## [Task instructions]
Show every line of the data that includes the word "NotApplicable".

## [Data shown]
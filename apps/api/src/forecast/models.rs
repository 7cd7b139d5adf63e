//! Typed data model shared by every stage of the forecast pipeline.
//!
//! Rows and parameters are built once per request and never mutated afterwards;
//! projections and aggregates are derived values.

use chrono::NaiveDate;
use serde::{Deserialize, Serialize};

pub const DEFAULT_START_RANK: f64 = 100.0;
pub const DEFAULT_INTENT: &str = "Unknown";
pub const DEFAULT_CATEGORY: &str = "Uncategorized";

/// Case-folded, trimmed keyword text. Used for deduplication and as the
/// lookup key into the seasonal volume store.
pub fn normalize_keyword(keyword: &str) -> String {
    keyword.trim().to_lowercase()
}

// ────────────────────────────────────────────────────────────────────────────
// Keyword rows
// ────────────────────────────────────────────────────────────────────────────

#[derive(Debug, Clone, Copy, PartialEq, Eq, Hash, PartialOrd, Ord, Serialize, Deserialize)]
pub enum Difficulty {
    Easy,
    Medium,
    Hard,
    Top10,
    #[serde(rename = "N/A")]
    NotApplicable,
}

impl Difficulty {
    /// Lenient parse of an uploaded difficulty cell. Anything unrecognised is `N/A`.
    pub fn parse(raw: &str) -> Self {
        Self::parse_strict(raw).unwrap_or(Difficulty::NotApplicable)
    }

    /// Parse that rejects unknown labels. Used for configuration keys.
    pub fn parse_strict(raw: &str) -> Option<Self> {
        let folded: String = raw
            .trim()
            .to_lowercase()
            .chars()
            .filter(|c| !c.is_whitespace() && *c != '-' && *c != '_')
            .collect();

        match folded.as_str() {
            "easy" => Some(Difficulty::Easy),
            "medium" => Some(Difficulty::Medium),
            "hard" => Some(Difficulty::Hard),
            "top10" => Some(Difficulty::Top10),
            "n/a" | "na" | "notapplicable" | "" | "unknown" => Some(Difficulty::NotApplicable),
            _ => None,
        }
    }
}

/// A validated keyword row. Immutable once produced by the validator.
#[derive(Debug, Clone, PartialEq, Serialize, Deserialize)]
pub struct KeywordRow {
    pub keyword: String,
    pub volume: f64,
    pub difficulty: Difficulty,
    pub start_rank: f64,
    pub intent: String,
    pub category: String,
}

impl KeywordRow {
    pub fn normalized_key(&self) -> String {
        normalize_keyword(&self.keyword)
    }
}

// ────────────────────────────────────────────────────────────────────────────
// Projection parameters
// ────────────────────────────────────────────────────────────────────────────

/// One value per difficulty tier.
#[derive(Debug, Clone, PartialEq, Serialize, Deserialize)]
pub struct PerDifficulty<T> {
    pub easy: T,
    pub medium: T,
    pub hard: T,
    pub top10: T,
    pub not_applicable: T,
}

impl<T> PerDifficulty<T> {
    pub fn get(&self, difficulty: Difficulty) -> &T {
        match difficulty {
            Difficulty::Easy => &self.easy,
            Difficulty::Medium => &self.medium,
            Difficulty::Hard => &self.hard,
            Difficulty::Top10 => &self.top10,
            Difficulty::NotApplicable => &self.not_applicable,
        }
    }

    pub fn get_mut(&mut self, difficulty: Difficulty) -> &mut T {
        match difficulty {
            Difficulty::Easy => &mut self.easy,
            Difficulty::Medium => &mut self.medium,
            Difficulty::Hard => &mut self.hard,
            Difficulty::Top10 => &mut self.top10,
            Difficulty::NotApplicable => &mut self.not_applicable,
        }
    }
}

#[derive(Debug, Clone, Copy, PartialEq, Eq, Serialize, Deserialize)]
#[serde(rename_all = "snake_case")]
pub enum VolumeMode {
    Average,
    Seasonal,
}

/// Base months to cross each of the four phases, plus the shared curve steepness.
#[derive(Debug, Clone, Copy, PartialEq, Serialize, Deserialize)]
pub struct PhaseDurations {
    pub t1: f64,
    pub t2: f64,
    pub t3: f64,
    pub t4: f64,
    pub k: f64,
}

impl PhaseDurations {
    pub fn base(&self) -> [f64; 4] {
        [self.t1, self.t2, self.t3, self.t4]
    }
}

#[derive(Debug, Clone, Copy, PartialEq, Serialize, Deserialize)]
#[serde(tag = "source", content = "value", rename_all = "snake_case")]
pub enum VolMaxSource {
    /// Maximum uploaded volume in the dataset.
    Auto,
    Manual(f64),
}

#[derive(Debug, Clone, Copy, PartialEq, Serialize, Deserialize)]
pub struct VolumeMultiplierParams {
    pub v_min: f64,
    pub v_span: f64,
    pub m_min: f64,
    pub m_max: f64,
    pub vol_max_source: VolMaxSource,
    /// Resolved denominator volume. Always ≥ 1.
    pub vol_max: f64,
}

#[derive(Debug, Clone, Copy, PartialEq, Serialize, Deserialize)]
pub struct ScoringParams {
    /// Months counted as the short horizon for scoring (months 1..=n).
    pub short_horizon_months: u32,
    /// Percentile (0–1) of short-horizon uplift a keyword must reach to be a quick win.
    pub quick_win_percentile: f64,
}

/// Canonical, fully-defaulted parameters for one calculation.
#[derive(Debug, Clone, PartialEq, Serialize, Deserialize)]
pub struct ProjectionParameters {
    pub months_ahead: u32,
    pub start_date: NaiveDate,
    pub mode: VolumeMode,
    /// Best reachable rank per tier. `None` means no cap.
    pub rank_caps: PerDifficulty<Option<f64>>,
    pub phase_durations: PhaseDurations,
    pub difficulty_multipliers: PerDifficulty<f64>,
    pub volume_multiplier: VolumeMultiplierParams,
    pub ctr_values: [f64; 20],
    pub scoring: ScoringParams,
}

// ────────────────────────────────────────────────────────────────────────────
// Volume series
// ────────────────────────────────────────────────────────────────────────────

#[derive(Debug, Clone, Copy, PartialEq, Eq, Serialize, Deserialize)]
#[serde(rename_all = "snake_case")]
pub enum VolumeSourceTag {
    /// Matched external seasonal data.
    Cache,
    /// Seasonal mode, but the uploaded average was repeated for all months.
    Fallback,
    /// Average mode; seasonal lookup bypassed.
    Flat,
}

#[derive(Debug, Clone, PartialEq)]
pub enum MonthlyVolumeSeries {
    /// Indexed by calendar month 0–11.
    Seasonal {
        monthly_volumes: [f64; 12],
        source: VolumeSourceTag,
    },
    Flat(f64),
}

impl MonthlyVolumeSeries {
    pub fn fallback(volume: f64) -> Self {
        MonthlyVolumeSeries::Seasonal {
            monthly_volumes: [volume; 12],
            source: VolumeSourceTag::Fallback,
        }
    }

    pub fn volume_for(&self, calendar_month0: u32) -> f64 {
        match self {
            MonthlyVolumeSeries::Seasonal {
                monthly_volumes, ..
            } => monthly_volumes[(calendar_month0 % 12) as usize],
            MonthlyVolumeSeries::Flat(volume) => *volume,
        }
    }

    pub fn source(&self) -> VolumeSourceTag {
        match self {
            MonthlyVolumeSeries::Seasonal { source, .. } => *source,
            MonthlyVolumeSeries::Flat(_) => VolumeSourceTag::Flat,
        }
    }

    pub fn twelve_months(&self) -> [f64; 12] {
        match self {
            MonthlyVolumeSeries::Seasonal {
                monthly_volumes, ..
            } => *monthly_volumes,
            MonthlyVolumeSeries::Flat(volume) => [*volume; 12],
        }
    }
}

// ────────────────────────────────────────────────────────────────────────────
// Results
// ────────────────────────────────────────────────────────────────────────────

/// One row per (keyword, projection month). The unit the aggregator consumes.
#[derive(Debug, Clone, PartialEq, Serialize, Deserialize)]
pub struct KeywordMonthProjection {
    pub keyword: String,
    pub category: String,
    pub intent: String,
    pub difficulty: Difficulty,
    /// 1-based month in the horizon.
    pub month_index: u32,
    pub month_start: NaiveDate,
    pub predicted_rank: f64,
    pub expected_ctr: f64,
    pub monthly_volume: f64,
    pub expected_visits: f64,
    pub baseline_visits: f64,
    pub uplift: f64,
}

#[derive(Debug, Clone, PartialEq, Serialize, Deserialize)]
pub struct MonthlyAggregate {
    pub month_index: u32,
    pub month_start: NaiveDate,
    pub baseline_visits: f64,
    pub projected_visits: f64,
    pub uplift: f64,
}

/// Month totals for one category or intent bucket.
#[derive(Debug, Clone, PartialEq, Serialize, Deserialize)]
pub struct GroupAggregate {
    pub group: String,
    pub month_index: u32,
    pub month_start: NaiveDate,
    pub baseline_visits: f64,
    pub projected_visits: f64,
    pub uplift: f64,
}

#[derive(Debug, Clone, PartialEq, Serialize, Deserialize)]
pub struct KeywordSummary {
    pub keyword: String,
    pub difficulty: Difficulty,
    pub start_rank: f64,
    pub final_rank: f64,
    pub baseline_visits: f64,
    pub projected_visits: f64,
    pub uplift: f64,
    pub short_horizon_uplift: f64,
    /// 0–10.
    pub opportunity_score: u8,
    pub quick_win: bool,
    pub volume_source: VolumeSourceTag,
}

#[derive(Debug, Clone, PartialEq, Serialize, Deserialize)]
pub struct VolumeDebugRow {
    pub keyword: String,
    pub normalized_keyword: String,
    pub monthly_volumes: Vec<f64>,
    pub source: VolumeSourceTag,
}

#[derive(Debug, Clone, PartialEq, Serialize, Deserialize)]
pub struct ProjectionResults {
    pub detailed: Vec<KeywordMonthProjection>,
    pub monthly: Vec<MonthlyAggregate>,
    pub by_category: Vec<GroupAggregate>,
    pub by_intent: Vec<GroupAggregate>,
    pub keywords: Vec<KeywordSummary>,
    pub total_baseline_sum: f64,
    pub total_projected_sum: f64,
    pub total_uplift_sum: f64,
    /// `total_uplift_sum / total_baseline_sum`, or 0 when there is no baseline.
    pub uplift_percentage: f64,
    pub seasonal_volume_debug: Vec<VolumeDebugRow>,
}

## [Answer box]
    NotApplicable,
        Self::parse_strict(raw).unwrap_or(Difficulty::NotApplicable)
            "n/a" | "na" | "notapplicable" | "" | "unknown" => Some(Difficulty::NotApplicable),
            Difficulty::NotApplicable => &self.not_applicable,
            Difficulty::NotApplicable => &mut self.not_applicable,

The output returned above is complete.